*WHAT IS REQUIRED*. Below are lines of data; restate word for word those running from the line containing "filename core/src/passport/select.rs" to the line containing "#[derive(Clone, PartialEq, Eq, Debug)]", inclusive, and no others.

*Items from a data source*.

☆ ☆ ☆

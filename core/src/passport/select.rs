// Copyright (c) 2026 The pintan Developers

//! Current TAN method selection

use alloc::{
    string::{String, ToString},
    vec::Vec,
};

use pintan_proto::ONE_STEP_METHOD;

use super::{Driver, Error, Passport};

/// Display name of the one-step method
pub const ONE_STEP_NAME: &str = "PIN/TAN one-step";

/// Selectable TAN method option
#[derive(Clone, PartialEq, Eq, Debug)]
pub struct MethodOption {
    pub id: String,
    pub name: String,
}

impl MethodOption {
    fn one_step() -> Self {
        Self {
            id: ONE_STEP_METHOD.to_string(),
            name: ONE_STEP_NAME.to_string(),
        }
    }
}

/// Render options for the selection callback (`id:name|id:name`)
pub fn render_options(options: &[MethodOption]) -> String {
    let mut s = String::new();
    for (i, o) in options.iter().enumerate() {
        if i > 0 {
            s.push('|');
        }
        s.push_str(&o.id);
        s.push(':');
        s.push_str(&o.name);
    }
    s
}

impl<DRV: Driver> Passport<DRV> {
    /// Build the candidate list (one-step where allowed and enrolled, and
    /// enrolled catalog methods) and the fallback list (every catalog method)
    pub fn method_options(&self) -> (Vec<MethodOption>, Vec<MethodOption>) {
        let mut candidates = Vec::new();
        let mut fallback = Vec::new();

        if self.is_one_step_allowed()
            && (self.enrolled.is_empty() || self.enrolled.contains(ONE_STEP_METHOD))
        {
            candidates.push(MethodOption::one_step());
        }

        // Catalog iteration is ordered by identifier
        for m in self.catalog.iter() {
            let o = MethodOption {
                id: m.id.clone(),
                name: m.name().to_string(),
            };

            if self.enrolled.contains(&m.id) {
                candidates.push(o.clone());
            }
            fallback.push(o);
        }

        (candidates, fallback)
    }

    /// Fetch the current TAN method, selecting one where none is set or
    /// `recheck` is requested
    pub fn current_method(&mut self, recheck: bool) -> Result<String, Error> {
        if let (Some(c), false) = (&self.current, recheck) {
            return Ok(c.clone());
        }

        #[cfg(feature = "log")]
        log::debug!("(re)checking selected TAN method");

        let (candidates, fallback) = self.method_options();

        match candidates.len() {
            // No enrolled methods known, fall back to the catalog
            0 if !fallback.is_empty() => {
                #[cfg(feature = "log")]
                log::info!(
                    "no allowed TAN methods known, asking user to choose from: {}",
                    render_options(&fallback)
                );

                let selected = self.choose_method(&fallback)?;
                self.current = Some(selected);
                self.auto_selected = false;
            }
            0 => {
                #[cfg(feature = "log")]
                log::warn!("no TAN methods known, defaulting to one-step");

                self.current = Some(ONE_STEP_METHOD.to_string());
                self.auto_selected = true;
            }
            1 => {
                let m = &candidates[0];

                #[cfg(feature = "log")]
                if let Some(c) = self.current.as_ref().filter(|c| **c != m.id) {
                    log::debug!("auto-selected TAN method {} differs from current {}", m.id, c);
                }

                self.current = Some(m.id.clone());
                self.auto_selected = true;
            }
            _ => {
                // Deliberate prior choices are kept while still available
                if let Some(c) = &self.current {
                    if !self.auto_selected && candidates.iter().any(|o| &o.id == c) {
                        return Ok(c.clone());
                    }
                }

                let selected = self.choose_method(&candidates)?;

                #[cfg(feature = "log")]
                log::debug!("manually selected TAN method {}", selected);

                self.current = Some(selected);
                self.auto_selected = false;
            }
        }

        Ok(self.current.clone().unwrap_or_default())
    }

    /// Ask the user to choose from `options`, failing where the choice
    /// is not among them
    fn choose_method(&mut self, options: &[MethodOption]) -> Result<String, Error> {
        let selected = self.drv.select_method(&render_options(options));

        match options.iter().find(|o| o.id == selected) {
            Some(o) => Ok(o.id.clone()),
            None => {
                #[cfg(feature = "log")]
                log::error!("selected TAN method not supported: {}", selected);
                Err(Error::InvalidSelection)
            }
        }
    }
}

☆ ☆ ☆

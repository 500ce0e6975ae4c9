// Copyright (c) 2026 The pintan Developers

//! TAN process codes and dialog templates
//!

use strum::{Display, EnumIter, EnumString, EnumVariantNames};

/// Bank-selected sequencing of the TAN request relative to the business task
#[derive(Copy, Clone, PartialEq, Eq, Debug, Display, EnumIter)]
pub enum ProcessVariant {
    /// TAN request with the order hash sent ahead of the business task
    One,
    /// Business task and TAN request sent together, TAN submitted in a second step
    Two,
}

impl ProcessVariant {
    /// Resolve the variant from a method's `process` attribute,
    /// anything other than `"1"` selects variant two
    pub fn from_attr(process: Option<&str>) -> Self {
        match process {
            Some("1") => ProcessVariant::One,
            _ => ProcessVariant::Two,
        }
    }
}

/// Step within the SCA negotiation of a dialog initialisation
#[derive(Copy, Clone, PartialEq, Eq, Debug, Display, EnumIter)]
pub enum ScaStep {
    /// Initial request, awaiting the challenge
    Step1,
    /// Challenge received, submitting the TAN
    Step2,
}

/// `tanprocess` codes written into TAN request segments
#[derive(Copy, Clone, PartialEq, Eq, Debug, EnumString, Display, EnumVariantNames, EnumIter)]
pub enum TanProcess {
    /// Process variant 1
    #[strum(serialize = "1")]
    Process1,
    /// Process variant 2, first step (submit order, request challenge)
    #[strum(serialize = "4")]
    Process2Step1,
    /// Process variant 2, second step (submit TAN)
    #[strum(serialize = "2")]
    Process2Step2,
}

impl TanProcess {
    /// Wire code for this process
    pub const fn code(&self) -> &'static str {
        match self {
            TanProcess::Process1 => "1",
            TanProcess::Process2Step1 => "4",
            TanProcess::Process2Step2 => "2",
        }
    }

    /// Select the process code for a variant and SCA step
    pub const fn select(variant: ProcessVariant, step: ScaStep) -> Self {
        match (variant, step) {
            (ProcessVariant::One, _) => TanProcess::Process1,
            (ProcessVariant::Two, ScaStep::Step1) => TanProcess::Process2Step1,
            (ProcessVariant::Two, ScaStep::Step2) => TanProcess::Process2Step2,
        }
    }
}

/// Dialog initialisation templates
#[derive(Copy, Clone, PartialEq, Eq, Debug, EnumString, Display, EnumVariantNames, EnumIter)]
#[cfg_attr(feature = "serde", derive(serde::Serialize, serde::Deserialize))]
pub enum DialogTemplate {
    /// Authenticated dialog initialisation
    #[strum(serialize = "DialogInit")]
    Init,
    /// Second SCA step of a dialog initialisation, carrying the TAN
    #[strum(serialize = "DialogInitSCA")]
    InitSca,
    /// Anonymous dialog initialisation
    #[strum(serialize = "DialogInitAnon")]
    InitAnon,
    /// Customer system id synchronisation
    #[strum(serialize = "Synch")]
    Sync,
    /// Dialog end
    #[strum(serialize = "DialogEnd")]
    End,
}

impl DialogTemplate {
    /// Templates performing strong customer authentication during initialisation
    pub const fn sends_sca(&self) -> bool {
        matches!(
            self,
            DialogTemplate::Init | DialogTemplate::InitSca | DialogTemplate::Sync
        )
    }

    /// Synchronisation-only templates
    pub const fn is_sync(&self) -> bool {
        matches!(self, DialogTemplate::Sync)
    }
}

☆ ☆ ☆

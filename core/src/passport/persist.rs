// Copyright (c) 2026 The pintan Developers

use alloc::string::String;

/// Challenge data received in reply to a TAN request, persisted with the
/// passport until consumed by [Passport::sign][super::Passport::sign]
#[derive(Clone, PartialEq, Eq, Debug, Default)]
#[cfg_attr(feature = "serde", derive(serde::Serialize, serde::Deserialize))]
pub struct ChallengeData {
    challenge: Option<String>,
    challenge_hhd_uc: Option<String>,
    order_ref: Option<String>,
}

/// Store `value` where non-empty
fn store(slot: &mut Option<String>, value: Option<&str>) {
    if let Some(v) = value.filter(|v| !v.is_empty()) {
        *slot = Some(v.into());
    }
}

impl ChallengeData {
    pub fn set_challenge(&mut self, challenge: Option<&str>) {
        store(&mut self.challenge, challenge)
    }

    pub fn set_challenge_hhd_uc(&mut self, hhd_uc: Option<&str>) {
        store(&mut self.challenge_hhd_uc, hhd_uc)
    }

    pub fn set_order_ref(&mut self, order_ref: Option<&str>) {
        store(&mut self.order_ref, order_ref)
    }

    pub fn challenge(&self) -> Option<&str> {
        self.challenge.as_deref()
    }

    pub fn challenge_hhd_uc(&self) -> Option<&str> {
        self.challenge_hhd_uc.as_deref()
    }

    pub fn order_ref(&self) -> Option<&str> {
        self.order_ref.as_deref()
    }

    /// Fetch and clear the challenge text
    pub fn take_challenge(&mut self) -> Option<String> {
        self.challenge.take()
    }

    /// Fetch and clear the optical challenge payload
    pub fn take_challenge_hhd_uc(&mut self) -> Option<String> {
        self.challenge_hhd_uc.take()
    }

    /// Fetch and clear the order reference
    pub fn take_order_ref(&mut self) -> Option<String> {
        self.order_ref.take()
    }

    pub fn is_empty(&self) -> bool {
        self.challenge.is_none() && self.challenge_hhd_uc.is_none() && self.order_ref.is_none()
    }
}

☆ ☆ ☆

*FINAL ANSWER*.
filename core/src/passport/select.rs
// Copyright (c) 2026 The pintan Developers

//! Current TAN method selection

use alloc::{
    string::{String, ToString},
    vec::Vec,
};

use pintan_proto::ONE_STEP_METHOD;

use super::{Driver, Error, Passport};

/// Display name of the one-step method
pub const ONE_STEP_NAME: &str = "PIN/TAN one-step";

/// Selectable TAN method option
#[derive(Clone, PartialEq, Eq, Debug)]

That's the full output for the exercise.